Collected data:
——

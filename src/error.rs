//! Error types for MediaCat
//!
//! One error enum covers the whole build pipeline, defined with thiserror.
//! The external-engine variants (`TranscodeFailed`, `ProbeFailed`,
//! `ConcatFailed`, `MergeFailed`) carry the engine's own diagnostic text;
//! callers must never replace it with a default.

use std::path::PathBuf;
use thiserror::Error;

/// Result type alias using our MediaCatError type
pub type Result<T> = std::result::Result<T, MediaCatError>;

/// Main error type for MediaCat
#[derive(Error, Debug)]
pub enum MediaCatError {
    // ===== Input validation =====
    // All reported before any scratch workspace is created.

    /// Target directory/file or list file is missing
    #[error("input not found: {0}")]
    InputNotFound(String),

    /// Target directory has no entries, or a keyword/chapter list is empty
    #[error("empty input: {0}")]
    EmptyInput(String),

    // ===== Matching =====

    /// The file matcher produced zero results
    #[error("no files matched any keyword")]
    NoMatchingFiles,

    /// Strict matching only: one file was selected by two different keywords
    #[error("file '{file}' matched both keyword '{first}' and keyword '{second}'")]
    AmbiguousMatch {
        file: String,
        first: String,
        second: String,
    },

    // ===== Chapter list parsing =====

    /// A chapter-definition line failed to parse; names the offending line
    #[error("invalid chapter line '{line}': {reason}")]
    InvalidChapterFormat { line: String, reason: String },

    // ===== External engine invocations =====
    // Fatal; the message field is the engine's own diagnostic output.

    /// Transcoding a source file failed
    #[error("transcoding failed for {}: {}", .input.display(), .message)]
    TranscodeFailed { input: PathBuf, message: String },

    /// Duration probe failed; no default duration is ever substituted
    #[error("duration probe failed for {}: {}", .input.display(), .message)]
    ProbeFailed { input: PathBuf, message: String },

    /// Concatenating converted tracks failed
    #[error("concatenation failed: {0}")]
    ConcatFailed(String),

    /// Merging chapter metadata into the joined stream failed
    #[error("metadata merge failed: {0}")]
    MergeFailed(String),

    /// FFmpeg/FFprobe binary not found in PATH
    #[error("FFmpeg not found. Please install FFmpeg and ensure it's in your PATH.")]
    FfmpegNotFound,

    // ===== Archive listing =====

    /// Archive suffix is not one the extractor handles
    #[error("unsupported archive format: {0}")]
    UnsupportedArchive(String),

    /// Extracting an archive entry failed
    #[error("archive extraction failed: {0}")]
    ArchiveFailed(String),

    /// A list-command regex filter failed to compile
    #[error("invalid filter pattern '{pattern}': {message}")]
    InvalidFilter { pattern: String, message: String },

    // ===== External library errors =====

    /// Standard I/O error
    #[error("I/O error: {0}")]
    Io(#[from] std::io::Error),

    /// JSON deserialization error (ffprobe output)
    #[error("JSON error: {0}")]
    Json(#[from] serde_json::Error),
}

impl MediaCatError {
    /// Create an InputNotFound error from any displayable path
    pub fn input_not_found(path: impl std::fmt::Display) -> Self {
        MediaCatError::InputNotFound(path.to_string())
    }

    /// Create an EmptyInput error with a message
    pub fn empty_input(message: impl Into<String>) -> Self {
        MediaCatError::EmptyInput(message.into())
    }

    /// Create an InvalidChapterFormat error naming the offending line
    pub fn invalid_chapter(line: impl Into<String>, reason: impl Into<String>) -> Self {
        MediaCatError::InvalidChapterFormat {
            line: line.into(),
            reason: reason.into(),
        }
    }

    /// Check if the error came from an external engine invocation
    pub fn is_engine_error(&self) -> bool {
        matches!(
            self,
            MediaCatError::TranscodeFailed { .. }
                | MediaCatError::ProbeFailed { .. }
                | MediaCatError::ConcatFailed(_)
                | MediaCatError::MergeFailed(_)
                | MediaCatError::FfmpegNotFound
        )
    }
}

#[cfg(test)]
mod tests {
    use super::*;

    #[test]
    fn test_invalid_chapter_names_line() {
        let err = MediaCatError::invalid_chapter("bad line no time", "expected 'HH:MM:SS title'");
        assert!(err.to_string().contains("bad line no time"));
    }

    #[test]
    fn test_engine_error_classification() {
        assert!(MediaCatError::FfmpegNotFound.is_engine_error());
        assert!(MediaCatError::ConcatFailed("boom".into()).is_engine_error());
        assert!(!MediaCatError::NoMatchingFiles.is_engine_error());
    }
}
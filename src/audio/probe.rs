// MediaCat - Chaptered Audiobook Assembly
// Copyright (C) 2025 MediaCat contributors
//
// This program is free software: you can redistribute it and/or modify
// it under the terms of the GNU General Public License as published by
// the Free Software Foundation, either version 3 of the License, or
// (at your option) any later version.
//
// This program is distributed in the hope that it will be useful,
// but WITHOUT ANY WARRANTY; without even the implied warranty of
// MERCHANTABILITY or FITNESS FOR A PARTICULAR PURPOSE. See the
// GNU General Public License for more details.
//
// You should have received a copy of the GNU General Public License
// along with this program. If not, see <https://www.gnu.org/licenses/>.


//! Duration probing via ffprobe
//!
//! Chapter boundaries are cumulative track durations, so a probe failure is
//! fatal to the build; no default duration is ever substituted.

use crate::audio::engine;
use crate::error::{MediaCatError, Result};
use serde::Deserialize;
use std::path::Path;

/// ffprobe JSON output, `-show_format` subset
#[derive(Debug, Deserialize)]
struct ProbeOutput {
    format: ProbeFormat,
}

#[derive(Debug, Deserialize)]
struct ProbeFormat {
    duration: Option<String>,
}

/// Duration probe backed by ffprobe
pub struct DurationProbe;

impl DurationProbe {
    /// Get the duration of an audio file in seconds.
    ///
    /// Executes: `ffprobe -v quiet -print_format json -show_format {path}`
    pub async fn duration_seconds(path: &Path) -> Result<f64> {
        let args = Self::probe_args(path);
        let output = engine::run_tool("ffprobe", &args).await?;

        if !output.status.success() {
            return Err(MediaCatError::ProbeFailed {
                input: path.to_path_buf(),
                message: engine::engine_diagnostic(&output),
            });
        }

        let json = String::from_utf8_lossy(&output.stdout);
        Self::duration_from_json(&json).map_err(|message| MediaCatError::ProbeFailed {
            input: path.to_path_buf(),
            message,
        })
    }

    /// Parse the duration out of captured ffprobe JSON.
    fn duration_from_json(json: &str) -> std::result::Result<f64, String> {
        let probe: ProbeOutput = serde_json::from_str(json)
            .map_err(|e| format!("unparseable ffprobe output: {e}"))?;

        probe
            .format
            .duration
            .and_then(|d| d.parse::<f64>().ok())
            .ok_or_else(|| "no duration found in file".to_string())
    }

    fn probe_args(path: &Path) -> Vec<String> {
        vec![
            "-v".to_string(),
            "quiet".to_string(),
            "-print_format".to_string(),
            "json".to_string(),
            "-show_format".to_string(),
            path.to_string_lossy().to_string(),
        ]
    }
}
// MediaCat - Chaptered Audiobook Assembly
// Copyright (C) 2025 MediaCat contributors
//
// This program is free software: you can redistribute it and/or modify
// it under the terms of the GNU General Public License as published by
// the Free Software Foundation, either version 3 of the License, or
// (at your option) any later version.
//
// This program is distributed in the hope that it will be useful,
// but WITHOUT ANY WARRANTY; without even the implied warranty of
// MERCHANTABILITY or FITNESS FOR A PARTICULAR PURPOSE. See the
// GNU General Public License for more details.
//
// You should have received a copy of the GNU General Public License
// along with this program. If not, see <https://www.gnu.org/licenses/>.


//! Chapter-metadata remux
//!
//! Attaches the synthesized chapter table to the joined audio with a pure
//! stream copy (`-map_metadata 1 -c copy`); the audio is never re-encoded.
//! A rejected metadata file is fatal and surfaces the engine's diagnostic.

use crate::audio::engine;
use crate::error::{MediaCatError, Result};
use std::path::Path;

/// Remuxes container-level chapter metadata into a finished stream
pub struct MetadataMerger;

impl MetadataMerger {
    /// Merge the chapter table at `metadata` into `audio`, writing `output`.
    pub async fn merge(audio: &Path, metadata: &Path, output: &Path) -> Result<()> {
        let args = Self::merge_args(audio, metadata, output);
        let result = engine::run_tool("ffmpeg", &args).await?;

        if !result.status.success() {
            return Err(MediaCatError::MergeFailed(engine::engine_diagnostic(
                &result,
            )));
        }

        Ok(())
    }

    fn merge_args(audio: &Path, metadata: &Path, output: &Path) -> Vec<String> {
        vec![
            "-xerror".to_string(),
            "-i".to_string(),
            audio.to_string_lossy().to_string(),
            "-i".to_string(),
            metadata.to_string_lossy().to_string(),
            "-map_metadata".to_string(),
            "1".to_string(),
            "-c".to_string(),
            "copy".to_string(),
            "-y".to_string(),
            output.to_string_lossy().to_string(),
        ]
    }
}

#[cfg(test)]
mod tests {
    use super::*;

    #[test]
    fn test_merge_args_shape() {
        let args = MetadataMerger::merge_args(
            Path::new("joined.m4b"),
            Path::new("chapters.txt"),
            Path::new("out.m4b"),
        );

        let meta_pos = args.iter().position(|a| a == "-map_metadata").unwrap();
        assert_eq!(args[meta_pos + 1], "1");
        let c_pos = args.iter().position(|a| a == "-c").unwrap();
        assert_eq!(args[c_pos + 1], "copy");
        assert_eq!(args.last().map(String::as_str), Some("out.m4b"));
    }
}
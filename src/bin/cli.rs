use std::error::Error;
use std::net::ToSocketAddrs;
use std::time::Duration;

use clap::{Parser, Subcommand};
use rand::Rng;
use tracing_subscriber::EnvFilter;

use btc_wire::config;
use btc_wire::net::{ClientConnectionManager, PeerConnection, PeerHandle};
use btc_wire::wire::{build_version_payload, Message, Ping, SendAddrV2, Services, UnknownMessage};

#[derive(Parser)]
#[command(name = "btc-cli", about = "Talk to a single Bitcoin node")]
struct Cli {
    /// host:port of the node.
    #[arg(long)]
    node: String,

    /// Overrides the configured network (main, test, regtest, signet).
    #[arg(long)]
    network: Option<String>,

    /// Connect timeout in seconds; defaults to the configured value.
    #[arg(long)]
    timeout: Option<u64>,

    #[command(subcommand)]
    command: Commands,
}

#[derive(Subcommand)]
enum Commands {
    Ping,
    GetAddr,
    /// Print every message the node sends until it disconnects.
    Listen,
}

fn main() -> Result<(), Box<dyn Error>> {
    tracing_subscriber::fmt()
        .with_env_filter(EnvFilter::try_from_default_env().unwrap_or_else(|_| EnvFilter::new("info")))
        .init();

    let cli = Cli::parse();
    let mut cfg = config::load();
    if let Some(network) = cli.network {
        cfg.network = network;
    }
    let timeout = cli.timeout.map(Duration::from_secs).unwrap_or(cfg.connect_timeout());
    let serializer = cfg.serializer();

    let addr = cli
        .node
        .to_socket_addrs()?
        .next()
        .ok_or("could not resolve address")?;
    println!("Connecting to {addr} ({})", serializer.params());

    let manager = ClientConnectionManager::new();
    manager.start()?;
    let (connection, mut peer) = PeerConnection::new(serializer);
    manager
        .open_connection(addr, Box::new(connection), timeout)
        .blocking_wait()?;

    handshake(&mut peer, addr)?;

    match cli.command {
        Commands::Ping => ping(&mut peer)?,
        Commands::GetAddr => get_addresses(&mut peer)?,
        Commands::Listen => listen(&mut peer),
    }

    peer.close();
    manager.shutdown();
    Ok(())
}

fn send(peer: &PeerHandle, message: impl Into<Message>) -> Result<(), Box<dyn Error>> {
    peer.send_message(&mut message.into())?.blocking_wait()?;
    Ok(())
}

/// Feeds messages to `handler` until it returns true. Pings are already
/// answered by the connection and are skipped.
fn recv_until<F>(peer: &mut PeerHandle, mut handler: F) -> Result<(), Box<dyn Error>>
where
    F: FnMut(Message) -> Result<bool, Box<dyn Error>>,
{
    loop {
        let msg = peer.blocking_recv().ok_or("peer disconnected")?;
        if matches!(msg, Message::Ping(_)) {
            continue;
        }
        if handler(msg)? {
            return Ok(());
        }
    }
}

fn handshake(peer: &mut PeerHandle, addr: std::net::SocketAddr) -> Result<(), Box<dyn Error>> {
    let serializer = peer.serializer().clone();
    let payload = build_version_payload(&serializer, Services::NONE, addr, 0)?;
    send(peer, UnknownMessage::new(serializer.clone(), "version", payload))?;

    recv_until(peer, |msg| Ok(msg.command_name() == "version"))?;
    println!("Received version");

    // addrv2 support must be signalled before verack.
    send(peer, SendAddrV2::new(serializer.clone()))?;
    send(peer, UnknownMessage::new(serializer, "verack", Vec::new()))?;

    recv_until(peer, |msg| Ok(msg.command_name() == "verack"))?;
    println!("Handshake complete");
    Ok(())
}

fn ping(peer: &mut PeerHandle) -> Result<(), Box<dyn Error>> {
    let nonce: u64 = rand::thread_rng().r#gen();
    println!("Sending ping");
    send(peer, Ping::new(peer.serializer().clone(), nonce))?;

    recv_until(peer, |msg| match msg {
        Message::Pong(pong) if pong.nonce() == nonce => {
            println!("Received matching pong: {nonce}");
            Ok(true)
        }
        other => {
            println!("Received (ignored): {other}");
            Ok(false)
        }
    })
}

fn get_addresses(peer: &mut PeerHandle) -> Result<(), Box<dyn Error>> {
    println!("Requesting peer addresses...");
    send(peer, UnknownMessage::new(peer.serializer().clone(), "getaddr", Vec::new()))?;

    recv_until(peer, |msg| match msg {
        Message::Addr(list) | Message::AddrV2(list) => {
            println!("Received {} peers ({})", list.len(), list.format().command());
            for entry in list.addresses() {
                println!("  {entry}  {:?}", entry.services());
            }
            Ok(true)
        }
        other => {
            println!("Received (ignored): {other}");
            Ok(false)
        }
    })
}

fn listen(peer: &mut PeerHandle) {
    while let Some(msg) = peer.blocking_recv() {
        println!("Received {}: {msg}", msg.command_name());
    }
    println!("Peer closed connection.");
}
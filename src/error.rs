//! Error types for the wire codec and the connection engine.

use std::io;

/// Failure while framing, parsing or encoding a protocol message.
///
/// Every variant is fatal for the message (and, on a live connection, for
/// that connection only). Noise before the network magic and unknown
/// commands are not errors and never show up here.
#[derive(Debug, thiserror::Error)]
pub enum WireError {
    /// The payload ended before a field could be read.
    #[error("unexpected end of payload while reading {0}")]
    Truncated(&'static str),

    /// The header declared a payload size that is negative or above the cap.
    #[error("declared payload size {0} is out of bounds")]
    HeaderSize(i64),

    /// A command name that is not ASCII text of at most 12 bytes.
    #[error("invalid command name {0:?}")]
    InvalidCommand(String),

    /// The payload does not hash to the checksum carried in the header.
    #[error("checksum mismatch: header {expected}, payload {actual}")]
    ChecksumMismatch { expected: String, actual: String },

    /// An address list declared more entries than a peer may send.
    #[error("address message declares {0} entries, limit is 1000")]
    TooManyAddresses(u64),

    /// A BIP155 address field declared an absurd length.
    #[error("address length {0} is too large")]
    AddressTooLong(u64),

    /// A known BIP155 network id carried the wrong number of address bytes.
    #[error("network id {network_id:#04x} expects {expected} address bytes, got {actual}")]
    AddressLength {
        network_id: u8,
        expected: usize,
        actual: usize,
    },

    /// The address cannot be expressed in the requested layout.
    #[error("address cannot be encoded: {0}")]
    Unencodable(&'static str),

    /// The serializer's protocol version names no known `PeerAddress` layout.
    #[error("protocol version {0} has no peer address layout")]
    UnsupportedLayout(u32),

    /// A child carries a serializer for a different layout than its container.
    #[error("address uses protocol version {actual}, container requires {expected}")]
    ProtocolVersionMismatch { expected: u32, actual: u32 },

    /// An encoded message would exceed the 32 MiB cap.
    #[error("message of {0} bytes exceeds the maximum message size")]
    MessageTooLarge(usize),

    #[error(transparent)]
    Io(#[from] io::Error),
}

/// Failure reported by the connection engine.
#[derive(Debug, thiserror::Error)]
pub enum NetError {
    /// Queuing this write would exceed the per-connection outbound budget.
    #[error("outbound buffer overflowed: {queued} queued + {requested} requested > {limit}")]
    OutboundOverflow {
        queued: usize,
        requested: usize,
        limit: usize,
    },

    /// The connection was closed before the operation could complete.
    #[error("connection closed")]
    Closed,

    /// The outbound connect attempt failed.
    #[error("failed to connect: {0}")]
    ConnectFailed(#[source] io::Error),

    /// The outbound connect attempt did not finish within the caller's timeout.
    #[error("connect timed out")]
    ConnectTimeout,

    /// The manager is not running (never started or already shut down).
    #[error("connection manager is not running")]
    NotRunning,

    /// The collaborator refused or mishandled the connection.
    #[error("connection rejected: {0}")]
    Rejected(String),

    #[error(transparent)]
    Wire(#[from] WireError),

    #[error(transparent)]
    Io(#[from] io::Error),
}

——

Count up the lines in the preceding data that include the word "node"; respond with the number only.

Solution for this problem: 5